:: Dataset extract ::
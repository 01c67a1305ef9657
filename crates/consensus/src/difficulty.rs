//! The canonical Ethash difficulty schedule.

use alloy_primitives::U256;
use corten_chainspec::ChainConfig;

/// Lowest difficulty the schedule may return.
const MIN_DIFFICULTY: u64 = 131_072;
/// Blocks per difficulty-bomb period.
const BOMB_PERIOD: u64 = 100_000;

/// Difficulty-bomb delay active at a block, per the glacier forks.
fn bomb_delay(config: &ChainConfig, block_number: u64) -> Option<u64> {
    let active = |threshold: Option<u64>| threshold.is_some_and(|t| t <= block_number);
    if active(config.gray_glacier_block) {
        Some(11_400_000)
    } else if active(config.arrow_glacier_block) {
        Some(10_700_000)
    } else if active(config.london_block) {
        Some(9_700_000)
    } else if active(config.muir_glacier_block) {
        Some(9_000_000)
    } else if active(config.constantinople_block) {
        Some(5_000_000)
    } else if active(config.byzantium_block) {
        Some(3_000_000)
    } else {
        None
    }
}

/// The canonical difficulty of a block under Ethash.
pub fn canonical_difficulty(
    block_number: u64,
    block_time: u64,
    parent_difficulty: U256,
    parent_time: u64,
    parent_has_ommers: bool,
    config: &ChainConfig,
) -> U256 {
    let revision = config.revision(block_number, block_time);
    let x = parent_difficulty >> 11; // parent / 2048
    let elapsed = block_time.saturating_sub(parent_time);

    let mut difficulty = if revision >= corten_chainspec::Revision::Byzantium {
        // EIP-100: ommer-aware adjustment
        let y: i64 = if parent_has_ommers { 2 } else { 1 };
        let adjustment = (y - (elapsed / 9) as i64).max(-99);
        apply_adjustment(parent_difficulty, x, adjustment)
    } else if revision >= corten_chainspec::Revision::Homestead {
        let adjustment = (1 - (elapsed / 10) as i64).max(-99);
        apply_adjustment(parent_difficulty, x, adjustment)
    } else if elapsed < 13 {
        parent_difficulty + x
    } else {
        parent_difficulty.saturating_sub(x)
    };

    if difficulty < U256::from(MIN_DIFFICULTY) {
        difficulty = U256::from(MIN_DIFFICULTY);
    }

    // the difficulty bomb, pushed back by the glacier forks
    let bomb_block = match bomb_delay(config, block_number) {
        Some(delay) => block_number.saturating_sub(delay),
        None => block_number,
    };
    let period_count = bomb_block / BOMB_PERIOD;
    if period_count > 1 {
        difficulty += U256::from(1u64) << (period_count - 2);
    }
    difficulty
}

fn apply_adjustment(parent: U256, x: U256, adjustment: i64) -> U256 {
    if adjustment >= 0 {
        parent + x * U256::from(adjustment as u64)
    } else {
        parent.saturating_sub(x * U256::from((-adjustment) as u64))
    }
}

#[cfg(test)]
mod tests {
    use super::*;
    use corten_chainspec::MAINNET_CONFIG;

    #[test]
    fn fast_blocks_raise_difficulty() {
        let parent = U256::from(10_000_000u64);
        let fast = canonical_difficulty(100, 10, parent, 1, false, &MAINNET_CONFIG);
        let slow = canonical_difficulty(100, 100, parent, 1, false, &MAINNET_CONFIG);
        assert!(fast > parent);
        assert!(slow < parent);
    }

    #[test]
    fn floor_is_enforced() {
        let tiny = U256::from(MIN_DIFFICULTY);
        let next = canonical_difficulty(100, 1000, tiny, 1, false, &MAINNET_CONFIG);
        assert_eq!(next, U256::from(MIN_DIFFICULTY));
    }

    // Mainnet block 13,635,001 (first Arrow Glacier block area) is far
    // into the bomb; spot-check the bomb term against the fake-block rule.
    #[test]
    fn bomb_uses_delayed_block_number() {
        let number = 13_773_001u64;
        let parent = U256::from(10_000_000_000_000_000u64);
        let with_bomb = canonical_difficulty(number, 13, parent, 1, false, &MAINNET_CONFIG);
        // fake block = number - 10_700_000 -> period 30 -> 2^28
        let expected_bomb = U256::from(1u64) << 28;
        assert!(with_bomb >= parent + expected_bomb);
    }

    #[test]
    fn ommer_parents_get_the_eip100_bonus() {
        let parent = U256::from(10_000_000u64);
        let with_ommers = canonical_difficulty(5_000_000, 10, parent, 1, true, &MAINNET_CONFIG);
        let without = canonical_difficulty(5_000_000, 10, parent, 1, false, &MAINNET_CONFIG);
        assert!(with_ommers > without);
    }
}
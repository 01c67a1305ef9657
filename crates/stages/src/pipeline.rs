//! The staged pipeline: an ordered stage list with forward, unwind and
//! prune passes.

use crate::{
    execution::{Evm, ExecutionStage},
    HashStateStage, HeadersStage, InterHashesStage, SendersStage, Stage, StageId, StageOutcome,
    SyncContext,
};
use alloy_primitives::B256;
use corten_chainspec::ChainConfig;
use corten_consensus::ConsensusEngine;
use corten_storage::{read_stage_progress, ChainProvider, StoreTx};
use std::sync::{atomic::AtomicBool, Arc};
use tracing::{error, info};

/// The ordered stage list.
///
/// Forward runs every stage up to the target and stops at the first
/// non-success, leaving the failing stage's unwind point and bad-block
/// hash in the context. Unwind runs the stages in reverse order, except
/// that the hashed state must be rolled back before the trie over it, so
/// those two swap.
pub struct Pipeline {
    stages: Vec<Box<dyn Stage>>,
    unwind_order: Vec<usize>,
    ctx: SyncContext,
    head_number: u64,
    head_hash: B256,
}

impl core::fmt::Debug for Pipeline {
    fn fmt(&self, f: &mut core::fmt::Formatter<'_>) -> core::fmt::Result {
        f.debug_struct("Pipeline")
            .field("stages", &self.stages.len())
            .field("head_number", &self.head_number)
            .finish()
    }
}

impl Pipeline {
    /// Builds the standard pipeline for `config`.
    pub fn new<E: Evm + 'static>(
        config: ChainConfig,
        engine: ConsensusEngine,
        evm: E,
        stop: Arc<AtomicBool>,
    ) -> Self {
        let stages: Vec<Box<dyn Stage>> = vec![
            Box::new(HeadersStage),
            Box::new(SendersStage),
            Box::new(ExecutionStage::new(config, engine, evm)),
            Box::new(HashStateStage),
            Box::new(InterHashesStage),
        ];
        // reverse order, with HashState rolled back before InterHashes
        let unwind_order = vec![3, 4, 2, 1, 0];
        Self {
            stages,
            unwind_order,
            ctx: SyncContext::new(stop),
            head_number: 0,
            head_hash: B256::ZERO,
        }
    }

    /// The unwind point the last failing stage requested.
    pub fn unwind_point(&self) -> Option<u64> {
        self.ctx.unwind_point
    }

    /// The block the last failing stage blamed.
    pub fn bad_block(&self) -> Option<B256> {
        self.ctx.bad_block_hash
    }

    /// Head block number after the last pass.
    pub fn head_header_number(&self) -> u64 {
        self.head_number
    }

    /// Head block hash after the last pass.
    pub fn head_header_hash(&self) -> B256 {
        self.head_hash
    }

    fn refresh_head(&mut self, txn: &StoreTx<'_>) {
        let tx = txn.tx();
        if let Ok(number) = read_stage_progress(tx, StageId::HEADERS.0) {
            self.head_number = number;
            if let Ok(Some(hash)) = ChainProvider::new(tx).read_canonical_hash(number) {
                self.head_hash = hash;
            }
        }
    }

    /// Runs every stage forward up to `target`.
    pub fn forward(&mut self, txn: &mut StoreTx<'_>, target: u64) -> StageOutcome {
        self.ctx.target_height = target;
        self.ctx.unwind_point = None;
        self.ctx.bad_block_hash = None;

        let mut outcome = StageOutcome::Success;
        for index in 0..self.stages.len() {
            let id = self.stages[index].id();
            outcome = self.stages[index].forward(txn, &mut self.ctx);
            if !outcome.is_success() {
                error!(target: "pipeline", stage = %id, ?outcome, "forward stopped");
                break;
            }
            // commit between stages; a no-op while commit is disabled
            if let Err(err) = txn.commit_and_renew() {
                error!(target: "pipeline", stage = %id, %err, "commit failed");
                outcome = StageOutcome::DbError;
                break;
            }
        }
        self.refresh_head(txn);
        info!(
            target: "pipeline",
            ?outcome,
            head = self.head_number,
            "forward pass finished"
        );
        outcome
    }

    /// Rolls every stage back to `to`.
    pub fn unwind(&mut self, txn: &mut StoreTx<'_>, to: u64) -> StageOutcome {
        self.ctx.unwind_point = Some(to);
        info!(target: "pipeline", to, "unwinding");

        for index in self.unwind_order.clone() {
            let id = self.stages[index].id();
            let outcome = self.stages[index].unwind(txn, &mut self.ctx);
            if !outcome.is_success() {
                error!(target: "pipeline", stage = %id, ?outcome, "unwind stopped");
                self.refresh_head(txn);
                return outcome;
            }
            if let Err(err) = txn.commit_and_renew() {
                error!(target: "pipeline", stage = %id, %err, "commit failed");
                return StageOutcome::DbError;
            }
        }
        self.refresh_head(txn);
        StageOutcome::Success
    }

    /// Runs each stage's prune pass.
    pub fn prune(&mut self, txn: &mut StoreTx<'_>) -> StageOutcome {
        for index in 0..self.stages.len() {
            let outcome = self.stages[index].prune(txn, &mut self.ctx);
            if !outcome.is_success() {
                return outcome;
            }
        }
        StageOutcome::Success
    }
}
:::
== Your goal ==
Please give an exact copy of the lines above, beginning with the line containing "1, true, &MAINNET_CONFIG);" and running through the line containing "impl core::fmt::Debug for", and of no other lines.

== Reply ==
        let with_ommers = canonical_difficulty(5_000_000, 10, parent, 1, true, &MAINNET_CONFIG);
        let without = canonical_difficulty(5_000_000, 10, parent, 1, false, &MAINNET_CONFIG);
        assert!(with_ommers > without);
    }
}
repository 01c67a1305ef9657
filename crates/stages/src/pipeline.rs
//! The staged pipeline: an ordered stage list with forward, unwind and
//! prune passes.

use crate::{
    execution::{Evm, ExecutionStage},
    HashStateStage, HeadersStage, InterHashesStage, SendersStage, Stage, StageId, StageOutcome,
    SyncContext,
};
use alloy_primitives::B256;
use corten_chainspec::ChainConfig;
use corten_consensus::ConsensusEngine;
use corten_storage::{read_stage_progress, ChainProvider, StoreTx};
use std::sync::{atomic::AtomicBool, Arc};
use tracing::{error, info};

/// The ordered stage list.
///
/// Forward runs every stage up to the target and stops at the first
/// non-success, leaving the failing stage's unwind point and bad-block
/// hash in the context. Unwind runs the stages in reverse order, except
/// that the hashed state must be rolled back before the trie over it, so
/// those two swap.
pub struct Pipeline {
    stages: Vec<Box<dyn Stage>>,
    unwind_order: Vec<usize>,
    ctx: SyncContext,
    head_number: u64,
    head_hash: B256,
}

impl core::fmt::Debug for Pipeline {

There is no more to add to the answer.